** Opening DATA TO EXAMINE block **

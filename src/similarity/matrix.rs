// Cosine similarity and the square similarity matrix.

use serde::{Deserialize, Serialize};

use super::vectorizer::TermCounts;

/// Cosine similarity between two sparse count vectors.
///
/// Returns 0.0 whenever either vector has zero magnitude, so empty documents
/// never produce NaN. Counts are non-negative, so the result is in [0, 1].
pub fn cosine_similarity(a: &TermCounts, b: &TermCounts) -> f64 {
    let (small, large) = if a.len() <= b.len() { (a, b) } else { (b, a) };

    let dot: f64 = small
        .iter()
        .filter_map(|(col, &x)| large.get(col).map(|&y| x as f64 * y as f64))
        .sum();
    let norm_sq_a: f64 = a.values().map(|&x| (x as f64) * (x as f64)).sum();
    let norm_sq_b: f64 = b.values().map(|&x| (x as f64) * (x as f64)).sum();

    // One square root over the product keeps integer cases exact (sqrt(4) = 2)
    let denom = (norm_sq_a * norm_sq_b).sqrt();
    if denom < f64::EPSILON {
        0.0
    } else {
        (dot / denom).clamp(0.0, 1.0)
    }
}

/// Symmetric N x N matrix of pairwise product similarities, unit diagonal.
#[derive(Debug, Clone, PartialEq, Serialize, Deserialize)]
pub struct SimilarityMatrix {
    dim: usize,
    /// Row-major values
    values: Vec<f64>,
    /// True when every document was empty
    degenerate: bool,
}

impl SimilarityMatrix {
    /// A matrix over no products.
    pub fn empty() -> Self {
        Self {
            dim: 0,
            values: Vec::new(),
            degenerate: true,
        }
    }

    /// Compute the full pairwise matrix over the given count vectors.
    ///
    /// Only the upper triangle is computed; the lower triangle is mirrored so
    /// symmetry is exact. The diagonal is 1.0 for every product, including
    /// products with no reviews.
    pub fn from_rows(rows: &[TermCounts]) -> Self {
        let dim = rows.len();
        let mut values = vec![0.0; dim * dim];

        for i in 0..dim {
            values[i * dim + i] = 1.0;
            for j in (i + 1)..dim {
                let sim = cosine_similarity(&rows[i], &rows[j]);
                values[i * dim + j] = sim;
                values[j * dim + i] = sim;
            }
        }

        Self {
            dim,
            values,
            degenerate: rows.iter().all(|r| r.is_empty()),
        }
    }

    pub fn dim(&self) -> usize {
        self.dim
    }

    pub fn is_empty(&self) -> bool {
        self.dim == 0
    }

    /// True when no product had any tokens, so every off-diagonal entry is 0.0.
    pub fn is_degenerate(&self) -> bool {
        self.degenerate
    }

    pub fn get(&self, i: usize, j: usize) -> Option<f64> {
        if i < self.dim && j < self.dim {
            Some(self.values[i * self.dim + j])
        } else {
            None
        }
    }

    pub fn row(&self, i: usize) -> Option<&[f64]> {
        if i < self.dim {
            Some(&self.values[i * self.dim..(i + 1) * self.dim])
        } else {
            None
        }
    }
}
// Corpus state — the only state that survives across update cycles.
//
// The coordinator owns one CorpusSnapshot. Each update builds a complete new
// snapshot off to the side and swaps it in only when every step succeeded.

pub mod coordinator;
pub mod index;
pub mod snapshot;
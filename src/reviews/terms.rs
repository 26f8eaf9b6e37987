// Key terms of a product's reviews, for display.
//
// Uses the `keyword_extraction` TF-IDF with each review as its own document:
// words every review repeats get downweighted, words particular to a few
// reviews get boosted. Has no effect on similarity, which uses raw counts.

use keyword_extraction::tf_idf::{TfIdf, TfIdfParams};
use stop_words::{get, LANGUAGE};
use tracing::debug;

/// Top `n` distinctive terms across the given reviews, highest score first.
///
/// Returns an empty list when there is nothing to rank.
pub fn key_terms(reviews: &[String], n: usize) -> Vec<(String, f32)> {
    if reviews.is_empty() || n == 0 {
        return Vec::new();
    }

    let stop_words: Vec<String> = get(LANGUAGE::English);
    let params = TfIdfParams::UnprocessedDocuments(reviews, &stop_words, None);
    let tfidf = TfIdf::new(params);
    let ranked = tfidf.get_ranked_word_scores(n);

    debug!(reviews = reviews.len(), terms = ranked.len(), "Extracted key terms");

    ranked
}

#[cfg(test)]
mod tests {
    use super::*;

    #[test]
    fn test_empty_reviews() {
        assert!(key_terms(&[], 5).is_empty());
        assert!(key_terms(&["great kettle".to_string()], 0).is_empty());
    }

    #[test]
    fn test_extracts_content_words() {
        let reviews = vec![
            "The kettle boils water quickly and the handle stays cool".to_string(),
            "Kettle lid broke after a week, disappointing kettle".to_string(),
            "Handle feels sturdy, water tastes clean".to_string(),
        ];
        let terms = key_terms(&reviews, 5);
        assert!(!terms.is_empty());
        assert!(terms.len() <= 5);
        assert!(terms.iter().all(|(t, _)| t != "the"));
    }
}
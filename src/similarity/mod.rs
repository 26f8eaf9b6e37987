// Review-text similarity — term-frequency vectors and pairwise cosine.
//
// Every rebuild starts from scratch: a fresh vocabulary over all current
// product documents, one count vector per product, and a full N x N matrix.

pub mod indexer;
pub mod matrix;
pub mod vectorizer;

** Closing DATA TO EXAMINE block **
** Opening DATA TO EXAMINE block **

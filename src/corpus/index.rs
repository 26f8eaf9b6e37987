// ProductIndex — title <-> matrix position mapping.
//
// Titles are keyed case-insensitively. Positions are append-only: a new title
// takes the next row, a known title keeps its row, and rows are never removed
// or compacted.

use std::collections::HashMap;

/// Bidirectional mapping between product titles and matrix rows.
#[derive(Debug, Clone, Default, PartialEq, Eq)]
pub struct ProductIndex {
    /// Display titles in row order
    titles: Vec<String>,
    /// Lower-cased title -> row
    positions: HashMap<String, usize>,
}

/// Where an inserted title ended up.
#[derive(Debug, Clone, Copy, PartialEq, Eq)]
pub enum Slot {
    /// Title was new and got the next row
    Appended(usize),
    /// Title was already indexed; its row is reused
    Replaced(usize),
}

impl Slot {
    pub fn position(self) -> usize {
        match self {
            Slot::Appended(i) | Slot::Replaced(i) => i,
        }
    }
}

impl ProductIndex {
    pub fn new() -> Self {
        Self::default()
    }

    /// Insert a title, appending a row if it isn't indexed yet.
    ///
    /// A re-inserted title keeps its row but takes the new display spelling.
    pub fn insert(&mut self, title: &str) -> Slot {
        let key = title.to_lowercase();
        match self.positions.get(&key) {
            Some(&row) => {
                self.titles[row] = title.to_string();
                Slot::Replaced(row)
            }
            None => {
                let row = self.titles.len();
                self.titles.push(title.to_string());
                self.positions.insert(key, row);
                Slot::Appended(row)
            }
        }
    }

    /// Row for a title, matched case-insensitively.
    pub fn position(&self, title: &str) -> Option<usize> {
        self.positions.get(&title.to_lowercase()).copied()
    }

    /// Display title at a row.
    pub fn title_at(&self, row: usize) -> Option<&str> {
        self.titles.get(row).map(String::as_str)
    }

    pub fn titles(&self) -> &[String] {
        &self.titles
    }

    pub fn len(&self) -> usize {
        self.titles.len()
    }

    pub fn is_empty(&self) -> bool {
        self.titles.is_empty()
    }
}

** Closing DATA TO EXAMINE block **

> ASSIGNMENT:
Wherever the line holding "filename src/similarity/matrix.rs" falls in the entries above, copy exactly from it through the line holding "is in [0, 1].", inclusive, and add nothing.

> RESULT:
filename src/similarity/matrix.rs
// Cosine similarity and the square similarity matrix.

use serde::{Deserialize, Serialize};

use super::vectorizer::TermCounts;

/// Cosine similarity between two sparse count vectors.
///
/// Returns 0.0 whenever either vector has zero magnitude, so empty documents
/// never produce NaN. Counts are non-negative, so the result is in [0, 1].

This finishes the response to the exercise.